The Northern Territory’s Covid outbreak has grown to three cases after a woman from Cairns tested positive, but the source of the infections remain a mystery.
The news came as Australia passed the 80% double vaccination dose rate in people aged 16 and over.
The Katherine region was plunged into a snap three-day lockdown on Friday after the Territory recorded the first local case.
The first case was an unvaccinated man in his 20s who tested positive for Covid-19 on Thursday after spending time in Greater Darwin and Katherine. His housemate tested positive on Friday.
Authorities announced on Saturday that a 21-year-old woman who arrived from Cairns on the 29 October, and spent time with the man, had also tested positive. She only became symptomatic on Saturday.
They stayed at Darwin’s Mantra Hotel last weekend, and visited the Monsoons pub and nightclub.
Since 12.01am Friday, Katherine residents have only been allowed to leave their homes for five reasons: to access goods and services, receive medical treatment, provide care and support, perform essential work and exercise.
Greater Darwin is also locked out of Katherine in an effort to contain the spread of the virus.
The NT chief minister, Michael Gunner, said that 1,200 Covid-19 tests had been administered on Friday.
Asked whether the snap lockdown would end on Sunday as planned, Gunner said he was “feeling positive about the fact we have three cases who are linked”.
But, Gunner cautioned, it is still likely there is another undetected case out there from whom the man and woman caught the virus.
“What probably concerns us most at the moment is that we don’t have certainty about how the three people acquired Covid,” he said. “It may be, as we do further work, that one of these has a story we haven’t quite uncovered yet, maybe they are the missing link.
“They could come up in further investigative work but at this stage it would be fair to say that we probably think the missing link is still unknown and that worries us.”
The Queensland health minister, Yvette D’Ath, said health authorities were also working to contact trace the woman who flew from Cairns and tested positive for the virus.

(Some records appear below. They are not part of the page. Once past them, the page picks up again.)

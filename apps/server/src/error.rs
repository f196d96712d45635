use axum::{
    http::StatusCode,
    response::{IntoResponse, Response},
    Json,
};
use helpdesk_core::errors::{DatabaseError, Error as CoreError};
use serde::Serialize;
use thiserror::Error;

#[derive(Error, Debug)]
pub enum ApiError {
    #[error("{0}")]
    Core(#[from] CoreError),
    #[error("{0}")]
    Internal(String),
}

#[derive(Serialize)]
struct ErrorBody {
    code: u16,
    message: String,
}

impl ApiError {
    fn status(&self) -> StatusCode {
        match self {
            ApiError::Core(e) => match e {
                CoreError::InvalidArgument(_) | CoreError::Validation(_) => StatusCode::BAD_REQUEST,
                CoreError::Database(DatabaseError::NotFound(_)) => StatusCode::NOT_FOUND,
                CoreError::DataUnavailable(_) => StatusCode::SERVICE_UNAVAILABLE,
                _ => StatusCode::INTERNAL_SERVER_ERROR,
            },
            ApiError::Internal(_) => StatusCode::INTERNAL_SERVER_ERROR,
        }
    }
}

impl IntoResponse for ApiError {
    fn into_response(self) -> Response {
        let status = self.status();
        if status.is_server_error() {
            tracing::error!("Request failed: {}", self);
        }
        let body = Json(ErrorBody {
            code: status.as_u16(),
            message: self.to_string(),
        });
        (status, body).into_response()
    }
}

pub type ApiResult<T> = Result<T, ApiError>;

Queensland reported a new local Covid-19 case on Saturday: a woman in her 20s from Goondiwindi, a town on the border of Queensland and NSW.
The woman tested positive while in quarantine, but D’ath warned that she may have had one day out in the community while infectious.
Speaking outside a Bunnings store that was hosting a pop-up vaccination clinic, the Queensland health minister urged residents to get tested.
“The message remains clear, if you have any symptoms and if you have been in the town since the 30 October or anywhere in Brisbane, please come out and get tested,” D’Ath said. “We still have nine active cases.”
Victoria recorded 1,268 new locally acquired Covid-19 cases and seven related deaths on Saturday, bringing the total number of active cases to 16,662.
Victorian authorities confirmed that, as of Friday, there were 651 people in hospital, including 106 in intensive care. Of these, 70 were on a ventilator.
Of the cases in hospital, authorities said 84% were not fully vaccinated, while 96% of those in intensive care had not received both jabs.
In NSW, authorities reported 270 new local infections on Saturday. Three more people with Covid-19 died, none of whom were fully vaccinated.
There were 270 Covid-19 cases admitted to hospital in the state. Authorities said 55 people were in intensive care, 27 of whom required ventilation.
The ACT also recorded 18 new Covid-19 cases, bringing the total number of active cases in the territory to 136. There were only two people in ACT hospitals with the virus, one of whom was on a ventilator.
On Saturday morning, Australia reached a double vaccination dose rate of 80.16% in people aged 16 and over, the prime minister’s office said, with a further 9% having received at least one vaccine dose.
Scott Morrison said the vaccination rate was “another magnificent milestone”.
“This has been a massive Australian national effort and the work doesn’t stop here,” he said. “We are on track to have one of the highest vaccination rates in the world.
“Ninety-nine per cent of Australians aged over 70 have had a first jab and over 90% have had a second. That is just extraordinary.”
But vaccination rates vary significantly state-to-state, and are critically low in some communities.
As of Friday, the ACT was leading the way in terms of vaccinations, with almost 95% of over 16-year-olds having received both jabs.
A total of 89% of those over 16 in New South Wales, 83% in Victoria, 77% in Tasmania and 66% in Queensland were fully vaccinated.
By comparison, only 65% of residents over 16 had received two doses of a Covid-19 vaccine in Western Australia and the Northern Territory.
New data from the National Aboriginal Community Controlled Health Organisation (NACCHO) shows concerning low vaccination rates in Indigenous Australians, two months after “surge” efforts from authorities to target 30 Aboriginal communities nationwide.
Analysis of the most recent data by Guardian Australia shows that the surge effort has produced some positive results, but the gap between the Indigenous and the overall vaccination rates remains high.
Overall, there is a 19 percentage point difference between the Indigenous and overall first-dose vaccination rates in most of the priority areas.